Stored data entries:
☆ ☆ ☆ ☆
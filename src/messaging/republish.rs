use parking_lot::Mutex;
use std::collections::HashMap;
use std::sync::Arc;
use std::time::Duration;
use tokio::sync::mpsc;
use tokio::task::JoinHandle;
use tokio::time::sleep;
use uuid::Uuid;

use super::broker::BrokerProducer;
use super::durable::send_through_breaker;
use super::FailureRoute;
use crate::errors::{IsTransient, PublishError};
use crate::events::PublicationAttempt;
use crate::metrics::Metrics;
use crate::storage::{DeadLetterOrigin, DeadLetterRecord, DeadLetterSink};
use crate::utils::{CircuitBreaker, CircuitPhase, RetryPolicy};

// ============================================================================
// Best-Effort Re-Publication
// ============================================================================
//
// Events the durable publisher could not hand to the broker wait here. A
// single worker drains the bounded queue in FIFO order and retries the head
// item in place with exponential backoff, so one order's events reach the
// broker in emission order.
//
// - Circuit open: the worker waits for the breaker to probe again without
//   spending attempts
// - Budget spent, permanent broker error, or queue full: dead-letter path
//
// ============================================================================

#[derive(Debug, Clone, PartialEq)]
pub struct RepublishConfig {
    /// Queue slots; a full queue sends new failures straight to the dead-letter path
    pub capacity: usize,
    /// Backoff between attempts; `max_attempts` bounds attempts per event
    pub policy: RetryPolicy,
    /// How often to re-check an open circuit
    pub open_circuit_poll: Duration,
}

impl Default for RepublishConfig {
    fn default() -> Self {
        Self {
            capacity: 1024,
            policy: RetryPolicy {
                max_attempts: 5,
                ..RetryPolicy::default()
            },
            open_circuit_poll: Duration::from_secs(1),
        }
    }
}

struct RepublishShared {
    /// Queued events per aggregate
    pending: Mutex<HashMap<Uuid, usize>>,
    dead_letters: Arc<dyn DeadLetterSink>,
    metrics: Arc<Metrics>,
}

impl RepublishShared {
    fn reserve(&self, aggregate_id: Uuid) {
        *self.pending.lock().entry(aggregate_id).or_insert(0) += 1;
    }

    fn release(&self, aggregate_id: Uuid) {
        let mut pending = self.pending.lock();
        if let Some(count) = pending.get_mut(&aggregate_id) {
            *count -= 1;
            if *count == 0 {
                pending.remove(&aggregate_id);
            }
        }
    }

    async fn dead_letter(&self, attempt: &PublicationAttempt, reason: &str) {
        let event = &attempt.event;
        let record = DeadLetterRecord::from_event(
            event,
            format!("{}: {}", reason, attempt.last_error),
            attempt.attempt,
            attempt.first_failed_at,
            DeadLetterOrigin::Publisher,
        );

        tracing::error!(
            event_id = %event.event_id(),
            event_type = %event.event_type(),
            aggregate_id = %event.aggregate_id(),
            correlation_id = %event.correlation_id(),
            attempts = attempt.attempt,
            reason,
            "Giving up on publication, routing event to dead-letter"
        );

        if let Err(e) = self.dead_letters.dead_letter(record).await {
            tracing::error!(
                event_id = %event.event_id(),
                error = %e,
                "Dead-letter sink failed, event dropped"
            );
        }
    }
}

/// Producer side of the re-publication queue.
#[derive(Clone)]
pub struct RepublishQueue {
    sender: mpsc::Sender<PublicationAttempt>,
    shared: Arc<RepublishShared>,
}

impl RepublishQueue {
    /// Whether events of this aggregate are still waiting for the broker.
    pub fn has_pending(&self, aggregate_id: Uuid) -> bool {
        self.shared.pending.lock().contains_key(&aggregate_id)
    }

    /// Aggregates with at least one event waiting for the broker.
    pub fn pending_aggregates(&self) -> usize {
        self.shared.pending.lock().len()
    }

    pub async fn enqueue(&self, attempt: PublicationAttempt) -> FailureRoute {
        let aggregate_id = attempt.event.aggregate_id();
        self.shared.reserve(aggregate_id);

        match self.sender.try_send(attempt) {
            Ok(()) => {
                self.shared.metrics.record_republish_queued();
                FailureRoute::Redelivery
            }
            Err(mpsc::error::TrySendError::Full(attempt))
            | Err(mpsc::error::TrySendError::Closed(attempt)) => {
                self.shared.release(aggregate_id);
                self.shared
                    .dead_letter(&attempt, "re-publication queue unavailable")
                    .await;
                FailureRoute::DeadLetter
            }
        }
    }

    pub async fn dead_letter(&self, attempt: &PublicationAttempt, reason: &str) -> FailureRoute {
        self.shared.dead_letter(attempt, reason).await;
        FailureRoute::DeadLetter
    }
}

pub struct RepublishWorker {
    receiver: mpsc::Receiver<PublicationAttempt>,
    shared: Arc<RepublishShared>,
    producer: Arc<dyn BrokerProducer>,
    breaker: CircuitBreaker,
    config: RepublishConfig,
}

/// Create the queue and the worker that drains it.
pub fn republish_channel(
    config: RepublishConfig,
    producer: Arc<dyn BrokerProducer>,
    breaker: CircuitBreaker,
    dead_letters: Arc<dyn DeadLetterSink>,
    metrics: Arc<Metrics>,
) -> (RepublishQueue, RepublishWorker) {
    let (sender, receiver) = mpsc::channel(config.capacity.max(1));
    let shared = Arc::new(RepublishShared {
        pending: Mutex::new(HashMap::new()),
        dead_letters,
        metrics,
    });

    let queue = RepublishQueue {
        sender,
        shared: shared.clone(),
    };
    let worker = RepublishWorker {
        receiver,
        shared,
        producer,
        breaker,
        config,
    };
    (queue, worker)
}

impl RepublishWorker {
    pub fn spawn(self) -> JoinHandle<()> {
        tokio::spawn(self.run())
    }

    /// Drain the queue until every `RepublishQueue` handle is dropped.
    pub async fn run(mut self) {
        tracing::info!(breaker = %self.breaker.name(), "Re-publication worker started");
        while let Some(attempt) = self.receiver.recv().await {
            self.shared.metrics.record_republish_dequeued();
            let aggregate_id = attempt.event.aggregate_id();
            self.process(attempt).await;
            self.shared.release(aggregate_id);
        }
        tracing::info!("Re-publication worker stopped");
    }

    async fn process(&self, mut attempt: PublicationAttempt) {
        let max_attempts = self.config.policy.max_attempts.max(1);
        let event_type = attempt.event.event_type().as_str();

        // Attempt 0 was queued behind another event and has not failed yet
        let mut delay = if attempt.attempt == 0 {
            Duration::ZERO
        } else {
            self.config.policy.delay_after(attempt.attempt)
        };

        loop {
            if self.breaker.current_phase() == CircuitPhase::Open {
                sleep(self.config.open_circuit_poll).await;
                continue;
            }
            sleep(delay).await;

            match send_through_breaker(self.producer.as_ref(), &self.breaker, &attempt.event).await {
                Ok(elapsed) => {
                    self.shared
                        .metrics
                        .record_published(event_type, elapsed.as_secs_f64());
                    tracing::info!(
                        event_id = %attempt.event.event_id(),
                        correlation_id = %attempt.event.correlation_id(),
                        topic = %attempt.event.topic(),
                        previous_failures = attempt.attempt,
                        "Re-published event"
                    );
                    return;
                }
                Err(PublishError::CircuitOpen(_)) => {
                    // Lost the race for a half-open trial slot; not an attempt
                    delay = self.config.open_circuit_poll;
                    continue;
                }
                Err(e) => {
                    self.shared.metrics.record_publish_failure(event_type, e.reason());
                    attempt.failed_again(self.breaker.current_phase(), e.to_string());

                    if !e.is_transient() {
                        self.shared.dead_letter(&attempt, "permanent broker error").await;
                        return;
                    }
                    if attempt.attempt >= max_attempts {
                        self.shared
                            .dead_letter(&attempt, "re-publication attempts exhausted")
                            .await;
                        return;
                    }

                    delay = self.config.policy.delay_after(attempt.attempt);
                    tracing::warn!(
                        event_id = %attempt.event.event_id(),
                        attempt = attempt.attempt,
                        error = %e,
                        delay_ms = delay.as_millis() as u64,
                        "Re-publication failed, retrying after delay"
                    );
                }
            }
        }
    }
}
☆ ☆ ☆ ☆
The problem - Which lines of the records contain the word "path"? Copy each of them.

Expected answer -
// - Budget spent, permanent broker error, or queue full: dead-letter path
    /// Queue slots; a full queue sends new failures straight to the dead-letter path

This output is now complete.